Seminars and Events

Artificial Intelligence Seminar

Distributed ML System for Large-scale Models: Dynamic Distributed Training and Scalable Federated Learning

Event Details

In modern AI, large-scale deep learning models have emerged as the core technology behind many important Internet businesses, such as Search/ADs/Recommendation System/CV/NLP. BERT, Vision Transformer, GPT-3, and Switch Transformer models scale up the model size to a billion or even trillion number of parameters, showing non-trivial accuracy improvement for nearly all learning tasks. Distributed training using cloud clusters is key to the successful training of such large-scale models in a timely manner. Developing more advanced distributed training systems and algorithms can either reduce the energy cost or enable us to train even larger models. Furthermore, it is also essential to develop disruptive learning paradigms like federated learning, which can not only protect the privacy of users but also distribute the burden of handling unprecedented big data and models. This talk will mainly focus on distributed ML systems for large-scale models: dynamic distributed training for the cloud cluster (https://DistML.ai) and scale federated learning for the edge devices (https://FedML.ai).

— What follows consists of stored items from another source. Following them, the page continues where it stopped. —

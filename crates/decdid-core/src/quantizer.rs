//! Minutiae Quantizer (C1, §4.1): canonicalizes a variable-length minutia
//! list and projects it into a fixed 512-bit [`QuantizedTemplate`].
//!
//! `quantize` is a pure, deterministic function: same `(capture, params)`
//! always produces the same bitstring, byte for byte, regardless of
//! platform or minutiae ordering. Quality gating (`|minutiae| in [12,
//! 200]`, mean quality >= 50) is the orchestrator's job (§4.6) — by the
//! time a capture reaches this module it is assumed already valid.

use std::f64::consts::PI;
use std::sync::Once;

use blake2::digest::consts::U32;
use blake2::{Blake2b, Digest};
use siphasher::sip::SipHasher13;
use std::hash::Hasher;

use crate::types::{FingerCapture, Minutia, QuantizedTemplate, QuantizerParams, TEMPLATE_BYTES};

const TEMPLATE_BITS: usize = TEMPLATE_BYTES * 8;

/// Run the full quantization pipeline: canonicalize, bin, project.
#[must_use]
pub fn quantize(capture: &FingerCapture, params: QuantizerParams) -> QuantizedTemplate {
    let canonical = canonicalize(&capture.minutiae);
    let occupancy = occupancy_grid(&canonical, params.grid_size, params.angle_bins);
    let key = projection_key(params.grid_size, params.angle_bins);
    let total_minutiae = u32::try_from(canonical.len()).unwrap_or(u32::MAX);
    QuantizedTemplate(project(&occupancy, &key, total_minutiae))
}

/// Translate the centroid to `(0.5, 0.5)` and rotate so the circular mean
/// orientation aligns with `0` (§4.1 step 1).
fn canonicalize(minutiae: &[Minutia]) -> Vec<Minutia> {
    if minutiae.is_empty() {
        return Vec::new();
    }
    let n = f64::from(u32::try_from(minutiae.len()).unwrap_or(u32::MAX));
    let cx = minutiae.iter().map(|m| m.x).sum::<f64>() / n;
    let cy = minutiae.iter().map(|m| m.y).sum::<f64>() / n;

    let sum_sin: f64 = minutiae.iter().map(|m| m.theta.sin()).sum();
    let sum_cos: f64 = minutiae.iter().map(|m| m.theta.cos()).sum();

    let mean_angle = if sum_sin.abs() < 1e-12 && sum_cos.abs() < 1e-12 {
        warn_degenerate_orientation();
        0.0
    } else {
        sum_sin.atan2(sum_cos)
    };

    let (sin_r, cos_r) = (-mean_angle).sin_cos();
    minutiae
        .iter()
        .map(|m| {
            let tx = m.x - cx;
            let ty = m.y - cy;
            Minutia {
                x: tx.mul_add(cos_r, -(ty * sin_r)) + 0.5,
                y: tx.mul_add(sin_r, ty * cos_r) + 0.5,
                theta: (m.theta - mean_angle).rem_euclid(2.0 * PI),
                quality: m.quality,
            }
        })
        .collect()
}

fn warn_degenerate_orientation() {
    static WARNED: Once = Once::new();
    WARNED.call_once(|| {
        eprintln!(
            "[decdid-core] WARNING: degenerate minutiae orientation (all angles coincident) \
             — rotation alignment skipped, falling back to an unrotated centroid"
        );
    });
}

/// Build the `grid_dim x grid_dim x angle_bins` occupancy grid (§4.1 steps
/// 2-3). Out-of-range coordinates produced by canonicalization's rotation
/// are clamped into the nearest valid cell rather than discarded.
fn occupancy_grid(minutiae: &[Minutia], grid_size: f64, angle_bins: u32) -> Vec<u32> {
    let grid_dim = (1.0 / grid_size).ceil().max(1.0) as usize;
    let angle_bins = angle_bins.max(1) as usize;
    let mut grid = vec![0u32; grid_dim * grid_dim * angle_bins];
    let angle_bin_width = 2.0 * PI / angle_bins as f64;

    for m in minutiae {
        let cx = cell_index(m.x, grid_size, grid_dim);
        let cy = cell_index(m.y, grid_size, grid_dim);
        let theta = m.theta.rem_euclid(2.0 * PI);
        let ab = ((theta / angle_bin_width) as usize).min(angle_bins - 1);
        let idx = (cx * grid_dim + cy) * angle_bins + ab;
        grid[idx] = grid[idx].saturating_add(1);
    }
    grid
}

fn cell_index(coord: f64, grid_size: f64, grid_dim: usize) -> usize {
    let clamped = coord.clamp(0.0, 0.999_999_999);
    ((clamped / grid_size) as usize).min(grid_dim - 1)
}

/// Derive the 128-bit `SipHash` key from `(grid_size, angle_bins)`, per the
/// documented resolution of §9's bit-projection open question.
fn projection_key(grid_size: f64, angle_bins: u32) -> [u8; 16] {
    let mut hasher = Blake2b::<U32>::new();
    hasher.update(grid_size.to_le_bytes());
    hasher.update(angle_bins.to_le_bytes());
    let digest = hasher.finalize();
    let mut key = [0u8; 16];
    key.copy_from_slice(&digest[..16]);
    key
}

/// Deterministic subset selection and threshold for bit position `i` (§4.1
/// step 4): hash `i` under the projection key to seed a `SplitMix64`
/// stream, then include each occupancy cell with probability 1/2 (odd
/// stream output). Bit `i` is set iff the *sum* of counts over the
/// included cells reaches the position's threshold — half of
/// `total_minutiae`, since each cell is independently included with
/// probability 1/2 and the counts across all cells sum to exactly
/// `total_minutiae`.
///
/// A first-hit rule ("1 iff any included cell is occupied") was tried
/// first and rejected: with `total_minutiae >= 12` occupied `(cell,
/// angle)` bins, the chance that *none* of them land in a given bit's
/// ~50%-included subset is astronomically small, so nearly every bit
/// would be 1 for every finger. The sum-vs-threshold rule instead gives
/// each bit an output that is a near-median split of the actual minutiae,
/// so it carries discriminating information between different fingers
/// while still changing only a bounded fraction of bits when a minutia
/// drifts across a cell boundary.
fn project(occupancy: &[u32], key: &[u8; 16], total_minutiae: u32) -> [u8; TEMPLATE_BYTES] {
    let k0 = u64::from_le_bytes(key[0..8].try_into().unwrap_or_default());
    let k1 = u64::from_le_bytes(key[8..16].try_into().unwrap_or_default());
    let threshold = f64::from(total_minutiae) / 2.0;

    let mut out = [0u8; TEMPLATE_BYTES];
    for bit_index in 0..TEMPLATE_BITS {
        let mut hasher = SipHasher13::new_with_keys(k0, k1);
        hasher.write_u64(bit_index as u64);
        let mut state = hasher.finish();

        let mut included_sum: u32 = 0;
        for &count in occupancy {
            let r = splitmix64_next(&mut state);
            if r & 1 == 1 {
                included_sum = included_sum.saturating_add(count);
            }
        }
        if f64::from(included_sum) >= threshold {
            out[bit_index / 8] |= 1 << (bit_index % 8);
        }
    }
    out
}

fn splitmix64_next(state: &mut u64) -> u64 {
    *state = state.wrapping_add(0x9E37_79B9_7F4A_7C15);
    let mut z = *state;
    z = (z ^ (z >> 30)).wrapping_mul(0xBF58_476D_1CE4_E5B9);
    z = (z ^ (z >> 27)).wrapping_mul(0x94D0_49BB_1331_11EB);
    z ^ (z >> 31)
}

#[cfg(test)]
mod tests {
    use super::*;
    use crate::types::FingerId;

    fn sample_capture(offset_x: f64, offset_y: f64, rotate: f64, n: usize) -> FingerCapture {
        let minutiae = (0..n)
            .map(|i| {
                let angle = (i as f64) * 0.37;
                let raw_x = 0.5 + 0.2 * angle.cos();
                let raw_y = 0.5 + 0.2 * angle.sin();
                let tx = raw_x - 0.5;
                let ty = raw_y - 0.5;
                let (sin_r, cos_r) = rotate.sin_cos();
                Minutia {
                    x: (tx * cos_r - ty * sin_r) + 0.5 + offset_x,
                    y: (tx * sin_r + ty * cos_r) + 0.5 + offset_y,
                    theta: (angle * 0.5 + rotate).rem_euclid(2.0 * PI),
                    quality: 80,
                }
            })
            .collect();
        FingerCapture {
            finger_id: FingerId::RightIndex,
            minutiae,
        }
    }

    #[test]
    fn quantize_is_deterministic() {
        let capture = sample_capture(0.0, 0.0, 0.0, 40);
        let params = QuantizerParams::default();
        let a = quantize(&capture, params);
        let b = quantize(&capture, params);
        assert_eq!(a, b);
    }

    #[test]
    fn quantize_is_order_independent() {
        let mut capture = sample_capture(0.0, 0.0, 0.3, 30);
        let params = QuantizerParams::default();
        let original = quantize(&capture, params);
        capture.minutiae.reverse();
        let reordered = quantize(&capture, params);
        assert_eq!(original, reordered);
    }

    #[test]
    fn quantize_is_translation_and_rotation_invariant() {
        let params = QuantizerParams::default();
        let baseline = quantize(&sample_capture(0.0, 0.0, 0.0, 40), params);
        let shifted = quantize(&sample_capture(0.05, -0.03, 0.9, 40), params);
        assert_eq!(baseline, shifted);
    }

    #[test]
    fn different_fingers_usually_differ() {
        let params = QuantizerParams::default();
        let a = quantize(&sample_capture(0.0, 0.0, 0.0, 40), params);
        let b = quantize(&sample_capture(0.0, 0.0, 0.0, 15), params);
        assert_ne!(a, b);
    }
}
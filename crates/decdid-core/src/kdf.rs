//! HKDF-Extract-then-Expand and HMAC key derivation, both instantiated over
//! BLAKE2b (§4.3).
//!
//! This module provides:
//! - [`hkdf_derive`] — derive an arbitrary-length key from input key
//!   material and a salt, via `HKDF-Extract` then `HKDF-Expand`
//! - [`hmac_blake2b_128`] — a 128-bit keyed MAC, used for the fuzzy
//!   extractor's `auth_tag` (§4.3 step 7) and nowhere else
//!
//! # Where these are used
//!
//! - `S = hkdf_derive(salt, inner_seed || finger_id, "decdid:finger:v1", 32)`
//! - `K_auth = hkdf_derive(salt, S, "decdid:auth:v1", 16)`
//! - `auth_tag = hmac_blake2b_128(K_auth, finger_id || salt || sketch || params)`

use blake2::digest::consts::{U16, U32};
use blake2::Blake2b;
use hkdf::Hkdf;
use hmac::{Hmac, Mac};
use zeroize::Zeroize;

use crate::error::DecDidError;
use crate::memory::SecretBuffer;

type Blake2b256 = Blake2b<U32>;
type Blake2b128 = Blake2b<U16>;
type HmacBlake2b128 = Hmac<Blake2b128>;

/// Derive `length` bytes of key material from `ikm` (input key material)
/// and `salt`, binding the output to `info` via `HKDF-Expand`.
///
/// Returns a [`SecretBuffer`] — the intermediate output buffer is
/// zeroized after the copy.
///
/// # Errors
///
/// Returns `DecDidError::KeyDerivation` if `length` exceeds HKDF's maximum
/// output for BLAKE2b-256 (`255 * 32` bytes — never hit in this crate,
/// whose longest derived value is 32 bytes) or if secure buffer allocation
/// fails.
pub fn hkdf_derive(
    salt: &[u8],
    ikm: &[u8],
    info: &[u8],
    length: usize,
) -> Result<SecretBuffer, DecDidError> {
    let hk = Hkdf::<Blake2b256>::new(Some(salt), ikm);
    let mut okm = vec![0u8; length];
    hk.expand(info, &mut okm)
        .map_err(|e| DecDidError::KeyDerivation(format!("HKDF expand failed: {e}")))?;
    let result = SecretBuffer::new(&okm)
        .map_err(|e| DecDidError::KeyDerivation(format!("secure buffer allocation failed: {e}")))?;
    okm.zeroize();
    Ok(result)
}

/// Compute `HMAC-BLAKE2b-128(key, data)`.
///
/// # Errors
///
/// Returns `DecDidError::KeyDerivation` if `key` is empty (HMAC requires a
/// nonempty key; callers here always pass a 16-byte `K_auth`, so this is
/// unreachable in practice).
pub fn hmac_blake2b_128(key: &[u8], data: &[u8]) -> Result<[u8; 16], DecDidError> {
    let mut mac = HmacBlake2b128::new_from_slice(key)
        .map_err(|e| DecDidError::KeyDerivation(format!("HMAC key error: {e}")))?;
    mac.update(data);
    let tag = mac.finalize().into_bytes();
    let mut out = [0u8; 16];
    out.copy_from_slice(&tag);
    Ok(out)
}

#[cfg(test)]
mod tests {
    use super::*;

    #[test]
    fn hkdf_derive_produces_requested_length() {
        let key = hkdf_derive(b"salt1234salt1234", b"ikm", b"info", 32).expect("derive");
        assert_eq!(key.len(), 32);
    }

    #[test]
    fn hkdf_derive_is_deterministic() {
        let a = hkdf_derive(b"salt1234salt1234", b"ikm", b"info", 32).expect("derive");
        let b = hkdf_derive(b"salt1234salt1234", b"ikm", b"info", 32).expect("derive");
        assert_eq!(a.expose(), b.expose());
    }

    #[test]
    fn hkdf_derive_different_info_differs() {
        let a = hkdf_derive(b"salt1234salt1234", b"ikm", b"info-a", 32).expect("derive");
        let b = hkdf_derive(b"salt1234salt1234", b"ikm", b"info-b", 32).expect("derive");
        assert_ne!(a.expose(), b.expose());
    }

    #[test]
    fn hkdf_derive_different_ikm_differs() {
        let a = hkdf_derive(b"salt1234salt1234", b"ikm-a", b"info", 32).expect("derive");
        let b = hkdf_derive(b"salt1234salt1234", b"ikm-b", b"info", 32).expect("derive");
        assert_ne!(a.expose(), b.expose());
    }

    #[test]
    fn hmac_blake2b_128_is_deterministic() {
        let a = hmac_blake2b_128(b"0123456789abcdef", b"data").expect("hmac");
        let b = hmac_blake2b_128(b"0123456789abcdef", b"data").expect("hmac");
        assert_eq!(a, b);
    }

    #[test]
    fn hmac_blake2b_128_differs_by_key() {
        let a = hmac_blake2b_128(b"0123456789abcdef", b"data").expect("hmac");
        let b = hmac_blake2b_128(b"fedcba9876543210", b"data").expect("hmac");
        assert_ne!(a, b);
    }

    #[test]
    fn hmac_blake2b_128_differs_by_message() {
        let a = hmac_blake2b_128(b"0123456789abcdef", b"data-a").expect("hmac");
        let b = hmac_blake2b_128(b"0123456789abcdef", b"data-b").expect("hmac");
        assert_ne!(a, b);
    }
}
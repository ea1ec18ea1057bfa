//! Process-wide, immutable configuration (§5, §9: "global mutable state ->
//! explicit configuration struct"). No singleton — callers build one value
//! and thread it through `Enroll`/`Verify`.

use crate::error::EnrollError;
use crate::types::QuantizerParams;

/// `method`/`network` are constrained to short lowercase ASCII so the
/// resulting DID string is well-formed. Not specified by name in the
/// source spec, but required for §4.5's DID grammar to hold.
fn validate_token(label: &str, value: &str) -> Result<(), EnrollError> {
    let ok = !value.is_empty()
        && value.len() <= 32
        && value
            .bytes()
            .all(|b| b.is_ascii_lowercase() || b.is_ascii_digit() || b == b'-');
    if ok {
        Ok(())
    } else {
        Err(EnrollError::InvalidConfig(format!(
            "{label} must match [a-z0-9-]{{1,32}}, got {value:?}"
        )))
    }
}

/// Configuration shared by `Enroll` and `Verify` (§5). Constructed once by
/// the caller; never mutated after construction.
#[derive(Debug, Clone, PartialEq)]
pub struct DecDidConfig {
    /// DID method name, e.g. `"cardano"`.
    pub method: String,
    /// DID network name, e.g. `"mainnet"`.
    pub network: String,
    /// Default quantizer parameters used at enrollment when the caller
    /// does not override them.
    pub default_quantizer_params: QuantizerParams,
}

impl DecDidConfig {
    /// Build a configuration, validating `method` and `network`.
    ///
    /// # Errors
    ///
    /// Returns `EnrollError::InvalidConfig` if either token is empty,
    /// longer than 32 bytes, or contains characters outside `[a-z0-9-]`.
    pub fn new(method: impl Into<String>, network: impl Into<String>) -> Result<Self, EnrollError> {
        let method = method.into();
        let network = network.into();
        validate_token("method", &method)?;
        validate_token("network", &network)?;
        Ok(Self {
            method,
            network,
            default_quantizer_params: QuantizerParams::default(),
        })
    }

    /// Override the default quantizer parameters (builder-style).
    #[must_use]
    pub const fn with_quantizer_params(mut self, params: QuantizerParams) -> Self {
        self.default_quantizer_params = params;
        self
    }
}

In the first part, I will introduce PipeTransformer, an automated elastic pipelining for distributed training of Transformer models (BERT and ViT). In PipeTransformer, we design an adaptive on the fly freeze algorithm that can identify and freeze some layers gradually during training, and an elastic pipelining system that can dynamically reduce GPU resources to train the remaining active layers, and also forks more pipelines on released GPU resources to enlarge the width of data parallelism. In the second part, I will talk about scalable federated learning towards training large-scale models on resource-constrained edge devices and FedML Ecosystem, which aims at ubiquitously distributed training at the edge for diverse AI applications such as CV NLP, GraphNN, and IoT.

Registration and Other Information

We will send you email announcements with details of the upcoming speakers.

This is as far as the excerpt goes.